Shweta Bachchan Nanda (born 17 March 1974) is an Indian columnist, author, and former model. She has been a columnist for Daily News and Analysis and Vogue India, and is the author of the bestselling novel Paradise Towers. She has worked as a model for television advertisement, and in 2018 launched her own fashion label, MXS.

Personal life

Shweta was born to actors Amitabh Bachchan and Jaya Bachchan on 17 March 1974. Shweta married Escorts Group businessman Nikhil Nanda on 16 February 1997, who is the son of Hindi film actor-producer Raj Kapoor's daughter Ritu Nanda, and son of Rajan Nanda. The couple has two children, daughter Navya Naveli Nanda (born December 1997), and son Agastya Nanda (born November 2000). She attended Boston University.

Career
Shweta modeled for the first time in September 2006, for a magazine entitled L'Officiel India. She appeared in the seventh annual issue of the same magazine, in June 2009, with her brother Abhishek Bachchan.

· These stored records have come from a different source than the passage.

//! Pannable/zoomable view over the map's fixed coordinate space.
//!
//! The visible window is a view box (`origin`, `size`) in map units, drawn
//! stretched over a screen rectangle. Zoom is the ratio of the original
//! view box width to the current one. Every zoom step that would leave
//! `[min_zoom, max_zoom]` is rejected outright rather than clamped.

use super::gesture::GestureEvent;
use super::settings::MapSettings;
use glam::DVec2;

/// Screen rectangle the view box is drawn into.
#[derive(Debug, Clone, Copy, PartialEq)]
pub struct ScreenRect {
    pub min: DVec2,
    pub size: DVec2,
}

impl ScreenRect {
    pub fn new(min: DVec2, size: DVec2) -> Self {
        Self { min, size }
    }

    /// A collapsed rectangle cannot map pixels to map units.
    pub fn is_degenerate(&self) -> bool {
        !(self.size.x > 0.0 && self.size.y > 0.0)
    }
}

/// The visible window in map units.
#[derive(Debug, Clone, Copy, PartialEq)]
pub struct ViewportState {
    /// Top-left corner
    pub origin: DVec2,
    /// Width and height
    pub size: DVec2,
}

impl ViewportState {
    pub fn new(origin: DVec2, size: DVec2) -> Self {
        Self { origin, size }
    }

    /// Converts a screen position to map units.
    pub fn screen_to_map(&self, pos: DVec2, screen: &ScreenRect) -> DVec2 {
        self.origin + (pos - screen.min) / screen.size * self.size
    }

    /// Converts a map point to a screen position.
    #[allow(dead_code)]
    pub fn map_to_screen(&self, point: DVec2, screen: &ScreenRect) -> DVec2 {
        screen.min + (point - self.origin) / self.size * screen.size
    }

    /// Scales the view box by `factor` while keeping `anchor` (map units)
    /// at the same relative position inside it.
    pub fn scaled_about(&self, anchor: DVec2, factor: f64) -> Self {
        Self {
            origin: anchor - (anchor - self.origin) * factor,
            size: self.size * factor,
        }
    }

    pub fn center(&self) -> DVec2 {
        self.origin + self.size * 0.5
    }
}

/// Current gesture being tracked.
#[derive(Debug, Clone, Copy, PartialEq)]
pub enum InteractionMode {
    Idle,
    Panning {
        start_pointer: DVec2,
        start_origin: DVec2,
    },
    Pinching {
        start_distance: f64,
        start_midpoint: DVec2,
        start_view: ViewportState,
    },
}

/// Mouse wheel direction.
#[derive(Debug, Clone, Copy, PartialEq, Eq)]
pub enum WheelZoom {
    In,
    Out,
}

/// Owns the view box and turns gestures into view box updates.
#[derive(Debug, Clone)]
pub struct ViewportController {
    original: ViewportState,
    view: ViewportState,
    mode: InteractionMode,
    min_zoom: f64,
    max_zoom: f64,
    wheel_zoom_in_factor: f64,
    wheel_zoom_out_factor: f64,
}

impl ViewportController {
    /// Creates a controller showing the whole map.
    pub fn new(settings: &MapSettings) -> Self {
        let original = ViewportState::new(DVec2::ZERO, settings.calibration.size());
        Self {
            original,
            view: original,
            mode: InteractionMode::Idle,
            min_zoom: settings.min_zoom,
            max_zoom: settings.max_zoom,
            wheel_zoom_in_factor: settings.wheel_zoom_in_factor,
            wheel_zoom_out_factor: settings.wheel_zoom_out_factor,
        }
    }

    pub fn view(&self) -> &ViewportState {
        &self.view
    }

    pub fn original(&self) -> &ViewportState {
        &self.original
    }

    pub fn mode(&self) -> InteractionMode {
        self.mode
    }

    pub fn is_interacting(&self) -> bool {
        self.mode != InteractionMode::Idle
    }

    /// Whether the view is the full-map view, both in zoom and position.
    pub fn is_at_original(&self) -> bool {
        self.view == self.original
    }

    /// Zoom relative to the full map (1.0 = whole map visible).
    pub fn current_zoom(&self) -> f64 {
        self.original.size.x / self.view.size.x
    }

    fn zoom_for_width(&self, width: f64) -> f64 {
        self.original.size.x / width
    }

    /// Replaces the view if its zoom is within bounds.
    fn try_set_view(&mut self, candidate: ViewportState) -> bool {
        let zoom = self.zoom_for_width(candidate.size.x);
        if !zoom.is_finite() || zoom < self.min_zoom || zoom > self.max_zoom {
            return false;
        }
        self.view = candidate;
        true
    }

    /// Applies one recognised gesture step.
    pub fn handle(&mut self, event: GestureEvent, screen: &ScreenRect) {
        match event {
            GestureEvent::PanStart { pos } => self.on_pointer_down(pos),
            GestureEvent::PanMove { pos } => self.on_pointer_move(pos, screen),
            GestureEvent::PanEnd => self.on_pointer_up(),
            GestureEvent::PinchStart { distance, midpoint } => {
                self.mode = InteractionMode::Pinching {
                    start_distance: distance,
                    start_midpoint: midpoint,
                    start_view: self.view,
                };
            }
            GestureEvent::PinchMove { distance, midpoint } => {
                self.pinch_to(distance, midpoint, screen);
            }
            GestureEvent::PinchEnd { remaining } => self.begin_pan(remaining),
        }
    }

    fn begin_pan(&mut self, pos: DVec2) {
        self.mode = InteractionMode::Panning {
            start_pointer: pos,
            start_origin: self.view.origin,
        };
    }

    fn pan_to(&mut self, pos: DVec2, screen: &ScreenRect) {
        let InteractionMode::Panning {
            start_pointer,
            start_origin,
        } = self.mode
        else {
            return;
        };
        if screen.is_degenerate() {
            return;
        }
        let units_per_pixel = self.view.size / screen.size;
        self.view.origin = start_origin - (pos - start_pointer) * units_per_pixel;
    }

    fn pinch_to(&mut self, distance: f64, midpoint: DVec2, screen: &ScreenRect) {
        let InteractionMode::Pinching {
            start_distance,
            start_midpoint,
            start_view,
        } = self.mode
        else {
            return;
        };
        if start_distance <= 0.0 || distance <= 0.0 || screen.is_degenerate() {
            return;
        }

        let factor = start_distance / distance;
        let size = start_view.size * factor;
        // Map point that was under the fingers when the pinch began
        let anchor = start_view.screen_to_map(start_midpoint, screen);
        let origin = anchor - (midpoint - screen.min) / screen.size * size;
        self.try_set_view(ViewportState::new(origin, size));
    }

    /// Mouse button pressed at a screen position.
    pub fn on_pointer_down(&mut self, pos: DVec2) {
        self.begin_pan(pos);
    }

    pub fn on_pointer_move(&mut self, pos: DVec2, screen: &ScreenRect) {
        self.pan_to(pos, screen);
    }

    pub fn on_pointer_up(&mut self) {
        self.mode = InteractionMode::Idle;
    }

    /// Touch contacts changed to `touches` after new fingers went down.
    #[allow(dead_code)]
    pub fn on_touch_start(&mut self, touches: &[DVec2]) {
        match touches {
            [] => self.mode = InteractionMode::Idle,
            [pos] => self.begin_pan(*pos),
            [a, b, ..] => {
                self.mode = InteractionMode::Pinching {
                    start_distance: a.distance(*b),
                    start_midpoint: (*a + *b) * 0.5,
                    start_view: self.view,
                };
            }
        }
    }

    #[allow(dead_code)]
    pub fn on_touch_move(&mut self, touches: &[DVec2], screen: &ScreenRect) {
        match touches {
            [] => {}
            [pos] => self.pan_to(*pos, screen),
            [a, b, ..] => self.pinch_to(a.distance(*b), (*a + *b) * 0.5, screen),
        }
    }

    /// Touch contacts changed to `remaining` after fingers lifted.
    #[allow(dead_code)]
    pub fn on_touch_end(&mut self, remaining: &[DVec2]) {
        match remaining {
            [] => self.mode = InteractionMode::Idle,
            [pos] => self.begin_pan(*pos),
            _ => self.on_touch_start(remaining),
        }
    }

    /// One wheel tick anchored at the cursor. Returns whether the view changed.
    pub fn on_wheel(&mut self, direction: WheelZoom, cursor: DVec2, screen: &ScreenRect) -> bool {
        if screen.is_degenerate() {
            return false;
        }
        let factor = match direction {
            WheelZoom::In => self.wheel_zoom_in_factor,
            WheelZoom::Out => self.wheel_zoom_out_factor,
        };
        let anchor = self.view.screen_to_map(cursor, screen);
        let candidate = self.view.scaled_about(anchor, factor);
        let changed = self.try_set_view(candidate);

        // A mouse pan in progress continues from the cursor at the new scale
        if changed && matches!(self.mode, InteractionMode::Panning { .. }) {
            self.begin_pan(cursor);
        }
        changed
    }

    /// Restores the full-map view from any state.
    pub fn on_double_click(&mut self) {
        self.view = self.original;
        self.mode = InteractionMode::Idle;
        log::debug!("View reset to full map");
    }

    /// Centres the view on a map point at `zoom`, clamped to the zoom bounds.
    pub fn focus(&mut self, center: DVec2, zoom: f64) {
        let zoom = if zoom.is_finite() {
            zoom.clamp(self.min_zoom, self.max_zoom)
        } else {
            1.0_f64.clamp(self.min_zoom, self.max_zoom)
        };
        let size = self.original.size / zoom;
        self.view = ViewportState::new(center - size * 0.5, size);
        self.mode = InteractionMode::Idle;
    }
}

In 2007, Shweta became the leader in the category – Next Generation – during NDTV Profit. A series of interviews was broadcast on the channel. Since 2018, she has been the brand ambassador for Kalyan Jewellers.

She has been a columnist with Daily News and Analysis and Vogue India. The Tribune praised her columns as "funny" and "insightful".

Along with Monisha Jaising, she launched in 2018 the fashion label MXS.

In October 2018, Shweta launched her debut novel, Paradise Towers, published by HarperCollins. The book became a bestseller despite negative reviews. Ishita Sengupta of The Indian Express reviewed the book, observing, "The novel, for all its elegance, ultimately, reads like it has a bunch of characters in search of a plot."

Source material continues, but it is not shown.